Provided data:
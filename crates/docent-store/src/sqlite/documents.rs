use chrono::{DateTime, Utc};
use serde::Serialize;
use sqlx::{QueryBuilder, Sqlite};
use uuid::Uuid;

use super::SqliteStore;
use crate::error::StoreError;

pub const DOCUMENTS_PER_PAGE: u32 = 10;

#[derive(Debug, Clone, PartialEq, Eq, Serialize)]
pub struct DocumentRecord {
    pub id: Uuid,
    pub user_id: i64,
    pub title: String,
    pub file_path: String,
    pub is_processed: bool,
    pub uploaded_at: DateTime<Utc>,
    pub updated_at: DateTime<Utc>,
}

#[derive(Debug, Clone, Serialize)]
pub struct DocumentPage {
    pub documents: Vec<DocumentRecord>,
    pub page: u64,
    pub per_page: u32,
    pub total: u64,
    pub num_pages: u64,
    pub has_next: bool,
    pub has_previous: bool,
}

/// Admin listing filters.
#[derive(Debug, Clone, Default)]
pub struct DocumentFilter {
    pub processed: Option<bool>,
    /// Substring matched against the title or the owner's email.
    pub search: Option<String>,
}

#[derive(Debug, Clone, Serialize)]
pub struct AdminDocument {
    #[serde(flatten)]
    pub document: DocumentRecord,
    pub owner_email: String,
}

type DocumentRow = (String, i64, String, String, bool, DateTime<Utc>, DateTime<Utc>);

const DOCUMENT_COLUMNS: &str =
    "d.id, d.user_id, d.title, d.file_path, d.is_processed, d.uploaded_at, d.updated_at";

fn into_record(row: DocumentRow) -> Result<DocumentRecord, StoreError> {
    let (id, user_id, title, file_path, is_processed, uploaded_at, updated_at) = row;
    let id = Uuid::parse_str(&id)
        .map_err(|e| StoreError::InvalidData(format!("document id {id}: {e}")))?;
    Ok(DocumentRecord {
        id,
        user_id,
        title,
        file_path,
        is_processed,
        uploaded_at,
        updated_at,
    })
}

fn to_i64(value: u64) -> i64 {
    i64::try_from(value).unwrap_or(i64::MAX)
}

impl SqliteStore {
    /// Insert a new, unprocessed document record.
    ///
    /// # Errors
    ///
    /// Returns an error if the insert fails (for example an unknown user).
    pub async fn create_document(
        &self,
        user_id: i64,
        title: &str,
        file_path: &str,
    ) -> Result<DocumentRecord, StoreError> {
        let now = Utc::now();
        let record = DocumentRecord {
            id: Uuid::new_v4(),
            user_id,
            title: title.to_owned(),
            file_path: file_path.to_owned(),
            is_processed: false,
            uploaded_at: now,
            updated_at: now,
        };

        sqlx::query(
            "INSERT INTO documents (id, user_id, title, file_path, is_processed, uploaded_at, updated_at) \
             VALUES (?, ?, ?, ?, 0, ?, ?)",
        )
        .bind(record.id.to_string())
        .bind(user_id)
        .bind(title)
        .bind(file_path)
        .bind(now)
        .bind(now)
        .execute(&self.pool)
        .await?;

        Ok(record)
    }

    /// Fetch a document only if it belongs to `user_id`.
    ///
    /// # Errors
    ///
    /// Returns an error if the query fails.
    pub async fn document_for_user(
        &self,
        user_id: i64,
        id: Uuid,
    ) -> Result<Option<DocumentRecord>, StoreError> {
        let row: Option<DocumentRow> = sqlx::query_as(&format!(
            "SELECT {DOCUMENT_COLUMNS} FROM documents d WHERE d.id = ? AND d.user_id = ?"
        ))
        .bind(id.to_string())
        .bind(user_id)
        .fetch_optional(&self.pool)
        .await?;
        row.map(into_record).transpose()
    }

    /// # Errors
    ///
    /// Returns an error if the query fails.
    pub async fn title_exists(&self, user_id: i64, title: &str) -> Result<bool, StoreError> {
        let exists: bool = sqlx::query_scalar(
            "SELECT EXISTS(SELECT 1 FROM documents WHERE user_id = ? AND title = ?)",
        )
        .bind(user_id)
        .bind(title)
        .fetch_one(&self.pool)
        .await?;
        Ok(exists)
    }

    /// One page of the user's documents, newest first.
    ///
    /// `page` is 1-based; out-of-range pages are clamped to the nearest valid page.
    ///
    /// # Errors
    ///
    /// Returns an error if the query fails.
    pub async fn list_documents(
        &self,
        user_id: i64,
        page: u64,
        per_page: u32,
    ) -> Result<DocumentPage, StoreError> {
        let per_page = per_page.max(1);
        let total: i64 = sqlx::query_scalar("SELECT COUNT(*) FROM documents WHERE user_id = ?")
            .bind(user_id)
            .fetch_one(&self.pool)
            .await?;
        let total = u64::try_from(total).unwrap_or(0);
        let num_pages = total.div_ceil(u64::from(per_page)).max(1);
        let page = page.clamp(1, num_pages);
        let offset = (page - 1) * u64::from(per_page);

        let rows: Vec<DocumentRow> = sqlx::query_as(&format!(
            "SELECT {DOCUMENT_COLUMNS} FROM documents d WHERE d.user_id = ? \
             ORDER BY d.uploaded_at DESC, d.rowid DESC LIMIT ? OFFSET ?"
        ))
        .bind(user_id)
        .bind(i64::from(per_page))
        .bind(to_i64(offset))
        .fetch_all(&self.pool)
        .await?;

        let documents = rows
            .into_iter()
            .map(into_record)
            .collect::<Result<Vec<_>, _>>()?;

        Ok(DocumentPage {
            documents,
            page,
            per_page,
            total,
            num_pages,
            has_next: page < num_pages,
            has_previous: page > 1,
        })
    }

    /// Every document across users, newest first, for the admin listing.
    ///
    /// # Errors
    ///
    /// Returns an error if the query fails.
    pub async fn list_all_documents(
        &self,
        filter: &DocumentFilter,
    ) -> Result<Vec<AdminDocument>, StoreError> {
        let mut qb: QueryBuilder<'_, Sqlite> = QueryBuilder::new(format!(
            "SELECT {DOCUMENT_COLUMNS}, u.email FROM documents d \
             JOIN users u ON u.id = d.user_id WHERE 1 = 1"
        ));
        if let Some(processed) = filter.processed {
            qb.push(" AND d.is_processed = ").push_bind(processed);
        }
        if let Some(search) = filter.search.as_deref().map(str::trim).filter(|s| !s.is_empty()) {
            let pattern = format!("%{}%", escape_like(search));
            qb.push(" AND (d.title LIKE ")
                .push_bind(pattern.clone())
                .push(r" ESCAPE '\' OR u.email LIKE ")
                .push_bind(pattern)
                .push(r" ESCAPE '\')");
        }
        qb.push(" ORDER BY d.uploaded_at DESC, d.rowid DESC");

        let rows: Vec<(String, i64, String, String, bool, DateTime<Utc>, DateTime<Utc>, String)> =
            qb.build_query_as().fetch_all(&self.pool).await?;

        rows.into_iter()
            .map(|(id, user_id, title, file_path, processed, uploaded, updated, email)| {
                Ok(AdminDocument {
                    document: into_record((
                        id, user_id, title, file_path, processed, uploaded, updated,
                    ))?,
                    owner_email: email,
                })
            })
            .collect()
    }

    /// # Errors
    ///
    /// Returns `StoreError::NotFound` if the document does not exist.
    pub async fn mark_processed(&self, id: Uuid) -> Result<(), StoreError> {
        let result =
            sqlx::query("UPDATE documents SET is_processed = 1, updated_at = ? WHERE id = ?")
                .bind(Utc::now())
                .bind(id.to_string())
                .execute(&self.pool)
                .await?;
        if result.rows_affected() == 0 {
            return Err(StoreError::NotFound {
                entity: "document",
                id: id.to_string(),
            });
        }
        Ok(())
    }

    /// Delete a document record. Returns whether a row was removed.
    ///
    /// # Errors
    ///
    /// Returns an error if the delete fails.
    pub async fn delete_document(&self, id: Uuid) -> Result<bool, StoreError> {
        let result = sqlx::query("DELETE FROM documents WHERE id = ?")
            .bind(id.to_string())
            .execute(&self.pool)
            .await?;
        Ok(result.rows_affected() > 0)
    }
}

/// Escape `LIKE` wildcards so a search matches its text literally.
fn escape_like(search: &str) -> String {
    let mut escaped = String::with_capacity(search.len());
    for c in search.chars() {
        if matches!(c, '\\' | '%' | '_') {
            escaped.push('\\');
        }
        escaped.push(c);
    }
    escaped
}

#[cfg(test)]
mod tests {
    use super::super::tests::test_store;
    use super::*;

    async fn user(store: &SqliteStore, email: &str) -> i64 {
        store.create_user(email, "u", false).await.unwrap().0.id
    }

    #[tokio::test]
    async fn create_and_fetch_scoped_to_owner() {
        let (_dir, store) = test_store().await;
        let owner = user(&store, "owner@example.com").await;
        let other = user(&store, "other@example.com").await;

        let doc = store
            .create_document(owner, "guide.md", "documents/1/guide.md")
            .await
            .unwrap();
        assert!(!doc.is_processed);

        let fetched = store.document_for_user(owner, doc.id).await.unwrap();
        assert_eq!(fetched, Some(doc.clone()));
        assert!(store.document_for_user(other, doc.id).await.unwrap().is_none());
    }

    #[tokio::test]
    async fn title_exists_per_user() {
        let (_dir, store) = test_store().await;
        let a = user(&store, "a@example.com").await;
        let b = user(&store, "b@example.com").await;
        store.create_document(a, "notes.md", "p").await.unwrap();

        assert!(store.title_exists(a, "notes.md").await.unwrap());
        assert!(!store.title_exists(b, "notes.md").await.unwrap());
        assert!(!store.title_exists(a, "other.md").await.unwrap());
    }

    #[tokio::test]
    async fn mark_processed_and_delete() {
        let (_dir, store) = test_store().await;
        let a = user(&store, "a@example.com").await;
        let doc = store.create_document(a, "x.md", "p").await.unwrap();

        store.mark_processed(doc.id).await.unwrap();
        let fetched = store.document_for_user(a, doc.id).await.unwrap().unwrap();
        assert!(fetched.is_processed);
        assert!(fetched.updated_at >= fetched.uploaded_at);

        assert!(store.delete_document(doc.id).await.unwrap());
        assert!(!store.delete_document(doc.id).await.unwrap());
        assert!(matches!(
            store.mark_processed(doc.id).await,
            Err(StoreError::NotFound { .. })
        ));
    }

    #[tokio::test]
    async fn pagination_newest_first() {
        let (_dir, store) = test_store().await;
        let a = user(&store, "a@example.com").await;
        for i in 0..23 {
            store
                .create_document(a, &format!("doc-{i:02}.md"), "p")
                .await
                .unwrap();
        }

        let first = store.list_documents(a, 1, DOCUMENTS_PER_PAGE).await.unwrap();
        assert_eq!(first.total, 23);
        assert_eq!(first.num_pages, 3);
        assert_eq!(first.documents.len(), 10);
        assert_eq!(first.documents[0].title, "doc-22.md");
        assert!(first.has_next);
        assert!(!first.has_previous);

        let last = store.list_documents(a, 3, DOCUMENTS_PER_PAGE).await.unwrap();
        assert_eq!(last.documents.len(), 3);
        assert_eq!(last.documents[2].title, "doc-00.md");
        assert!(!last.has_next);

        let clamped = store.list_documents(a, 99, DOCUMENTS_PER_PAGE).await.unwrap();
        assert_eq!(clamped.page, 3);
        let zero = store.list_documents(a, 0, DOCUMENTS_PER_PAGE).await.unwrap();
        assert_eq!(zero.page, 1);
    }

    #[tokio::test]
    async fn empty_listing_has_one_page() {
        let (_dir, store) = test_store().await;
        let a = user(&store, "a@example.com").await;
        let page = store.list_documents(a, 1, DOCUMENTS_PER_PAGE).await.unwrap();
        assert_eq!(page.total, 0);
        assert_eq!(page.num_pages, 1);
        assert!(page.documents.is_empty());
    }

    #[tokio::test]
    async fn admin_listing_filters() {
        let (_dir, store) = test_store().await;
        let a = user(&store, "alice@example.com").await;
        let b = user(&store, "bob@example.org").await;
        let done = store.create_document(a, "rust.md", "p").await.unwrap();
        store.mark_processed(done.id).await.unwrap();
        store.create_document(b, "python.md", "p").await.unwrap();

        let all = store
            .list_all_documents(&DocumentFilter::default())
            .await
            .unwrap();
        assert_eq!(all.len(), 2);

        let processed = store
            .list_all_documents(&DocumentFilter {
                processed: Some(true),
                search: None,
            })
            .await
            .unwrap();
        assert_eq!(processed.len(), 1);
        assert_eq!(processed[0].owner_email, "alice@example.com");

        let by_email = store
            .list_all_documents(&DocumentFilter {
                processed: None,
                search: Some("example.org".into()),
            })
            .await
            .unwrap();
        assert_eq!(by_email.len(), 1);
        assert_eq!(by_email[0].document.title, "python.md");
    }

    #[tokio::test]
    async fn admin_search_treats_wildcards_literally() {
        let (_dir, store) = test_store().await;
        let a = user(&store, "alice@example.com").await;
        store.create_document(a, "100%_done.md", "p").await.unwrap();
        store.create_document(a, "1000-done.md", "p").await.unwrap();

        let search = |text: &str| DocumentFilter {
            processed: None,
            search: Some(text.into()),
        };
        let percent = store.list_all_documents(&search("0%_d")).await.unwrap();
        assert_eq!(percent.len(), 1);
        assert_eq!(percent[0].document.title, "100%_done.md");

        assert_eq!(store.list_all_documents(&search("_")).await.unwrap().len(), 1);
        assert_eq!(store.list_all_documents(&search("%")).await.unwrap().len(), 1);
    }

    #[test]
    fn like_escaping() {
        assert_eq!(escape_like("a%b_c\\d"), "a\\%b\\_c\\\\d");
        assert_eq!(escape_like("plain"), "plain");
    }

    #[tokio::test]
    async fn deleting_user_cascades() {
        let (_dir, store) = test_store().await;
        let a = user(&store, "a@example.com").await;
        let doc = store.create_document(a, "x.md", "p").await.unwrap();
        sqlx::query("DELETE FROM users WHERE id = ?")
            .bind(a)
            .execute(store.pool())
            .await
            .unwrap();
        assert!(!store.delete_document(doc.id).await.unwrap());
    }
}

Task description: Return the lines above precisely as they appear, beginning at the first line and ending at the line with "fn into_record(row: DocumentRow)", and nothing after it.

Written reply:
filename crates/docent-store/src/sqlite/documents.rs
use chrono::{DateTime, Utc};
use serde::Serialize;
use sqlx::{QueryBuilder, Sqlite};
use uuid::Uuid;

use super::SqliteStore;
use crate::error::StoreError;

pub const DOCUMENTS_PER_PAGE: u32 = 10;

#[derive(Debug, Clone, PartialEq, Eq, Serialize)]
pub struct DocumentRecord {
    pub id: Uuid,
    pub user_id: i64,
    pub title: String,
    pub file_path: String,
    pub is_processed: bool,
    pub uploaded_at: DateTime<Utc>,
    pub updated_at: DateTime<Utc>,
}

#[derive(Debug, Clone, Serialize)]
pub struct DocumentPage {
    pub documents: Vec<DocumentRecord>,
    pub page: u64,
    pub per_page: u32,
    pub total: u64,
    pub num_pages: u64,
    pub has_next: bool,
    pub has_previous: bool,
}

/// Admin listing filters.
#[derive(Debug, Clone, Default)]
pub struct DocumentFilter {
    pub processed: Option<bool>,
    /// Substring matched against the title or the owner's email.
    pub search: Option<String>,
}

#[derive(Debug, Clone, Serialize)]
pub struct AdminDocument {
    #[serde(flatten)]
    pub document: DocumentRecord,
    pub owner_email: String,
}

type DocumentRow = (String, i64, String, String, bool, DateTime<Utc>, DateTime<Utc>);

const DOCUMENT_COLUMNS: &str =
    "d.id, d.user_id, d.title, d.file_path, d.is_processed, d.uploaded_at, d.updated_at";

fn into_record(row: DocumentRow) -> Result<DocumentRecord, StoreError> {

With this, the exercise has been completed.